What you have to do:
Copy out every line of the data where the word "None" is found.

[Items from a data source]
⁂

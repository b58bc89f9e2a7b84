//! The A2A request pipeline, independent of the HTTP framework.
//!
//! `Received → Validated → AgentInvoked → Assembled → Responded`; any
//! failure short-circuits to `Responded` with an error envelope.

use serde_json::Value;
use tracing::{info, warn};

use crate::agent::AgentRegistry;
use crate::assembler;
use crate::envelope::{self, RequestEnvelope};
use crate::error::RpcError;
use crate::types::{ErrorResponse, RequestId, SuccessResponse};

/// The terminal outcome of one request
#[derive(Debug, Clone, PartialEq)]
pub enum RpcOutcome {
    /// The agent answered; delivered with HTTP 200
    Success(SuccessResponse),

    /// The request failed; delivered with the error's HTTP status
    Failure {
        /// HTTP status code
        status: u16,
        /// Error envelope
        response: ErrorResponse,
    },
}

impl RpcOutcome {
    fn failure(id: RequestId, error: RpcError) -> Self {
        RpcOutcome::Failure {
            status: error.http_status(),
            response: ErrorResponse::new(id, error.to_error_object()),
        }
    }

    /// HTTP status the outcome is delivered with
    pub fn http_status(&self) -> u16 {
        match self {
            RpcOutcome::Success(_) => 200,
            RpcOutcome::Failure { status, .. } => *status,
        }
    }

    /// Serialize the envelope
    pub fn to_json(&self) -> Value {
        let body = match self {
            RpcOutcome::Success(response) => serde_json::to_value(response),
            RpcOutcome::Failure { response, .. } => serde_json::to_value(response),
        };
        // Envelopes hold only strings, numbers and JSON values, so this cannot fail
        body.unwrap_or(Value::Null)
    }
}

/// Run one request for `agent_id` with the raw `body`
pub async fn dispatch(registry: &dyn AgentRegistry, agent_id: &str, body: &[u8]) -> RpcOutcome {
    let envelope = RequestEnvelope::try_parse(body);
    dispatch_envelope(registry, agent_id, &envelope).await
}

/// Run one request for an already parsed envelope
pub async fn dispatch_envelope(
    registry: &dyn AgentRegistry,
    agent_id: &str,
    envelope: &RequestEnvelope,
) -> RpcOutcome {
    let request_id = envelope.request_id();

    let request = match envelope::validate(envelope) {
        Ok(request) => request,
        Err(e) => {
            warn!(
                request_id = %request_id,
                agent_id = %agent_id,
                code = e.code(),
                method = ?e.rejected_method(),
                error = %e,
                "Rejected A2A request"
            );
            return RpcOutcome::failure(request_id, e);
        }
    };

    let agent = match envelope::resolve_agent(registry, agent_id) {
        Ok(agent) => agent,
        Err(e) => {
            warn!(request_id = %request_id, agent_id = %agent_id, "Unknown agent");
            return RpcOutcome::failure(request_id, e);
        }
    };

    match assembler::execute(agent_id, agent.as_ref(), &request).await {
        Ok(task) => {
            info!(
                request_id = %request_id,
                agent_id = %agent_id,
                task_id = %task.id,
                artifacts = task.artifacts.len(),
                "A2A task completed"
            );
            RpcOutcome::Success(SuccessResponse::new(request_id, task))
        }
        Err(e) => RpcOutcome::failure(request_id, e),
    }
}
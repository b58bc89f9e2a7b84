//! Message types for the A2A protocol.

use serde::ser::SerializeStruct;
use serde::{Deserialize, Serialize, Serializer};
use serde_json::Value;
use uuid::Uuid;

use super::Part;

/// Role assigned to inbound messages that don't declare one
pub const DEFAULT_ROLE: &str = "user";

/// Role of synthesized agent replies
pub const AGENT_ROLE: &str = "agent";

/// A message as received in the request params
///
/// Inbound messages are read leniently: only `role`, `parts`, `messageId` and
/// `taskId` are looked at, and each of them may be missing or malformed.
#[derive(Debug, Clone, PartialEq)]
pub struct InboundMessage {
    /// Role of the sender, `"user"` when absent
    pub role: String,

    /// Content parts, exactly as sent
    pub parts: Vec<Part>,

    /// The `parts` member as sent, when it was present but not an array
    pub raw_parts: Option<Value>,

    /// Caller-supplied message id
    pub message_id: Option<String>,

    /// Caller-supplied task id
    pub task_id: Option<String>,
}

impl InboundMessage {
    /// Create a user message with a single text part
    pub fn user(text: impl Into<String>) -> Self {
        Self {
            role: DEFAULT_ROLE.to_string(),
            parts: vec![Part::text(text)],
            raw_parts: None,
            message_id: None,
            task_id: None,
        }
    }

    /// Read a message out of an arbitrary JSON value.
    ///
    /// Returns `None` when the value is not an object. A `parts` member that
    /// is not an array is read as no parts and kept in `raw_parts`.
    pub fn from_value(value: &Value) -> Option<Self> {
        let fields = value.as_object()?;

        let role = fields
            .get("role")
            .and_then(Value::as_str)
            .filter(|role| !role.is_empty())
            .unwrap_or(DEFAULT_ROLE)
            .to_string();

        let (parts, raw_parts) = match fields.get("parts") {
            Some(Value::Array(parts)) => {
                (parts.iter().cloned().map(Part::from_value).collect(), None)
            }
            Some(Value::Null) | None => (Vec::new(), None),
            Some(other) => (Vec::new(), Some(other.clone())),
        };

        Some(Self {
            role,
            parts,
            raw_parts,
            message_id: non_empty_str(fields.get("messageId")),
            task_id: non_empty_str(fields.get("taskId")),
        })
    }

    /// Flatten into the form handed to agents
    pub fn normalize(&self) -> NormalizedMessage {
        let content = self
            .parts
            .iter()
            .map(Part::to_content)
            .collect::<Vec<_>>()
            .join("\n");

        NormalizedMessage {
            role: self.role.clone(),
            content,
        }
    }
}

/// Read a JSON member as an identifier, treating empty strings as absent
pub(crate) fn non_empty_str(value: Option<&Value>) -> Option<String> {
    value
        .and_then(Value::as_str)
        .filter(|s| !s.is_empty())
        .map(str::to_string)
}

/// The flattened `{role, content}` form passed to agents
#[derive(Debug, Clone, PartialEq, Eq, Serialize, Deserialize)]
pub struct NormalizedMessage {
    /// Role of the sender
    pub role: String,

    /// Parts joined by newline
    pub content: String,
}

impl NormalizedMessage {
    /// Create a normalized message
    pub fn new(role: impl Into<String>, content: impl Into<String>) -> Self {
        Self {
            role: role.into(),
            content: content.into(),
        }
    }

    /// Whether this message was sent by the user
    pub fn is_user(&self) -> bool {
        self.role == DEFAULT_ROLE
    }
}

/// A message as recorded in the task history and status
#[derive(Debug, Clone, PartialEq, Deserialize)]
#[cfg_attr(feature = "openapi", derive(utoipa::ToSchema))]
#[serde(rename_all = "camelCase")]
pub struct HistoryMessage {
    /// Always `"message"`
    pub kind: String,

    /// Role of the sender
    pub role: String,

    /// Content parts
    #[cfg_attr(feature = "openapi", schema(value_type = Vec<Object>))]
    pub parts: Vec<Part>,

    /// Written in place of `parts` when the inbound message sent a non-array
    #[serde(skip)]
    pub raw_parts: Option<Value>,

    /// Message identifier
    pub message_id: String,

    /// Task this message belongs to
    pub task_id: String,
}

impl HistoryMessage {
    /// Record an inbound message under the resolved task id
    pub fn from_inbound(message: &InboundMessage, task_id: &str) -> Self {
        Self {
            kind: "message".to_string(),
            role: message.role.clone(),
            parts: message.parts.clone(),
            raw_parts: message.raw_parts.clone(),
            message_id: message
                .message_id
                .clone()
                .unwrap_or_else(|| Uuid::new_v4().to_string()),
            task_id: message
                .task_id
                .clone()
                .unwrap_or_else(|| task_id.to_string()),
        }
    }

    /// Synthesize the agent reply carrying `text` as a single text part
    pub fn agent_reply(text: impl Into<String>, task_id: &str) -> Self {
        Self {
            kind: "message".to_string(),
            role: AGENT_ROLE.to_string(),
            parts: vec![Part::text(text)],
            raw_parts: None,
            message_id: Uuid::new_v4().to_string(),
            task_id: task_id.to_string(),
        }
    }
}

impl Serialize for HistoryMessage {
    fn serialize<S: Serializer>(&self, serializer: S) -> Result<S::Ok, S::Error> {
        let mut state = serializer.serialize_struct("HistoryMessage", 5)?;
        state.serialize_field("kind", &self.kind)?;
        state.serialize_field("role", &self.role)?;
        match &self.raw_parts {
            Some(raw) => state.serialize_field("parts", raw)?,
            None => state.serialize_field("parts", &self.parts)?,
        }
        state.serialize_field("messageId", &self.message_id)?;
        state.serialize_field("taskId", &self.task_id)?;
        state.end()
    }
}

⁂

Solution to the exercise:
            raw_parts: None,
            message_id: None,
            task_id: None,
    /// Returns `None` when the value is not an object. A `parts` member that
                (parts.iter().cloned().map(Part::from_value).collect(), None)
            Some(Value::Null) | None => (Vec::new(), None),
            raw_parts: None,
            None => state.serialize_field("parts", &self.parts)?,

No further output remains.